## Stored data
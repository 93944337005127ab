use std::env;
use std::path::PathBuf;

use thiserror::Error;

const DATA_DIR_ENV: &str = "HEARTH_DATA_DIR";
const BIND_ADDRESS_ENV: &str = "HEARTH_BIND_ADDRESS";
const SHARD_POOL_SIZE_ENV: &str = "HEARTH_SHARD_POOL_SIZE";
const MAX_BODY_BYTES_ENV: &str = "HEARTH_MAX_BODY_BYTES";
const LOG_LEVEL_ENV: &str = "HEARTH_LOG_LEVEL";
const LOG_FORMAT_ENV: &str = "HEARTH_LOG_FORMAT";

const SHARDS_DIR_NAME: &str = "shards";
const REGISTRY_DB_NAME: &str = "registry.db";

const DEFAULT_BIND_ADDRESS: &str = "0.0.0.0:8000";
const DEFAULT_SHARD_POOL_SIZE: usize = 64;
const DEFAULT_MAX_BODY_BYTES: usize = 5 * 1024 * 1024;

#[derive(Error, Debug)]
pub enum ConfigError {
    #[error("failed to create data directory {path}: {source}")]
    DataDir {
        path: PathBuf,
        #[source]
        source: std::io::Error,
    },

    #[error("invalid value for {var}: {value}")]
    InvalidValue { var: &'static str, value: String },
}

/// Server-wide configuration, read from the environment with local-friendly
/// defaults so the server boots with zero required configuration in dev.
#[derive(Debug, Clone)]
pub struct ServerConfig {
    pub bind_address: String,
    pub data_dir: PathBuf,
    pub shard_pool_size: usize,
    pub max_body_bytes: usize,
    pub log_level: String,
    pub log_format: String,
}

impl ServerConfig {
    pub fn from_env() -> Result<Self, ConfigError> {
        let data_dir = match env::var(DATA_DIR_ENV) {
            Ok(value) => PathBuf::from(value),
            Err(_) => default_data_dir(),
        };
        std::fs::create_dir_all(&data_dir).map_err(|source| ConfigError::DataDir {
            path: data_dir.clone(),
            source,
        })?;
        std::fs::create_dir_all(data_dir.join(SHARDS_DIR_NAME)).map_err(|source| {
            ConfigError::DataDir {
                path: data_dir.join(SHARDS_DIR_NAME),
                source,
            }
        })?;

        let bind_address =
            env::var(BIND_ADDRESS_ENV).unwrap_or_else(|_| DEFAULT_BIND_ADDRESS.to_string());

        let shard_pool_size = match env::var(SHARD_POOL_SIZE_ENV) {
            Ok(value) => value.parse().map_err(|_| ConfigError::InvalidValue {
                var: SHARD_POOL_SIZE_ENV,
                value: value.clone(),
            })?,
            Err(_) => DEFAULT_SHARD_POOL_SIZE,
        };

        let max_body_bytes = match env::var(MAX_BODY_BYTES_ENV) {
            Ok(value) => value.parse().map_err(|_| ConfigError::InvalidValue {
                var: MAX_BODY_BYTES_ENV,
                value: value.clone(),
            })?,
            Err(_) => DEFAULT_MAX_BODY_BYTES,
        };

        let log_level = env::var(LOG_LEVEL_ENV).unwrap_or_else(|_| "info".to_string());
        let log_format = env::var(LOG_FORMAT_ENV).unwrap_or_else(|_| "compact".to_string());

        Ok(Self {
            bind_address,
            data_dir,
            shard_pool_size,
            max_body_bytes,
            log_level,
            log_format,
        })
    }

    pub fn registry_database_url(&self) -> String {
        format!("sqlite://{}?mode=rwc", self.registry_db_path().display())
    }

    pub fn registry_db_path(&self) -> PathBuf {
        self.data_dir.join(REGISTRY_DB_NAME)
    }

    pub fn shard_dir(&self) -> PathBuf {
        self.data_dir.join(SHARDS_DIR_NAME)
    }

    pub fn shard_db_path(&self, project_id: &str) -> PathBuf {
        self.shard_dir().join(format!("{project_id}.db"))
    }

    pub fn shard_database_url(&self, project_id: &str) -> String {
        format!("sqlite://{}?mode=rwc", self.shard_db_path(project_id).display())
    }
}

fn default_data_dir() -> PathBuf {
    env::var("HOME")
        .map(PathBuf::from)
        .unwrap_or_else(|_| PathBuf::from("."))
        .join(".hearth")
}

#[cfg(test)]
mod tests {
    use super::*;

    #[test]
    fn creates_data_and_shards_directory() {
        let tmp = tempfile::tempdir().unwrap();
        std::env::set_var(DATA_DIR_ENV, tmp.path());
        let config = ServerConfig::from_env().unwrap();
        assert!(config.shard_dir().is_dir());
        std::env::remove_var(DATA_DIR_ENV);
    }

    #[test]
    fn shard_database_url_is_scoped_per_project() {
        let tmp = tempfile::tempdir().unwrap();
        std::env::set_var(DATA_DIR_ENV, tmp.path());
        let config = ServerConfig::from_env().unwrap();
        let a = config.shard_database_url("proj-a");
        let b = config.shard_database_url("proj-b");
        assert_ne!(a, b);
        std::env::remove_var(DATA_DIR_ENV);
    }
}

## Exercise requirements
Only the lines above that include the word "DataDir" belong in the answer; copy each one.

## Task response
    DataDir {
        std::fs::create_dir_all(&data_dir).map_err(|source| ConfigError::DataDir {
            ConfigError::DataDir {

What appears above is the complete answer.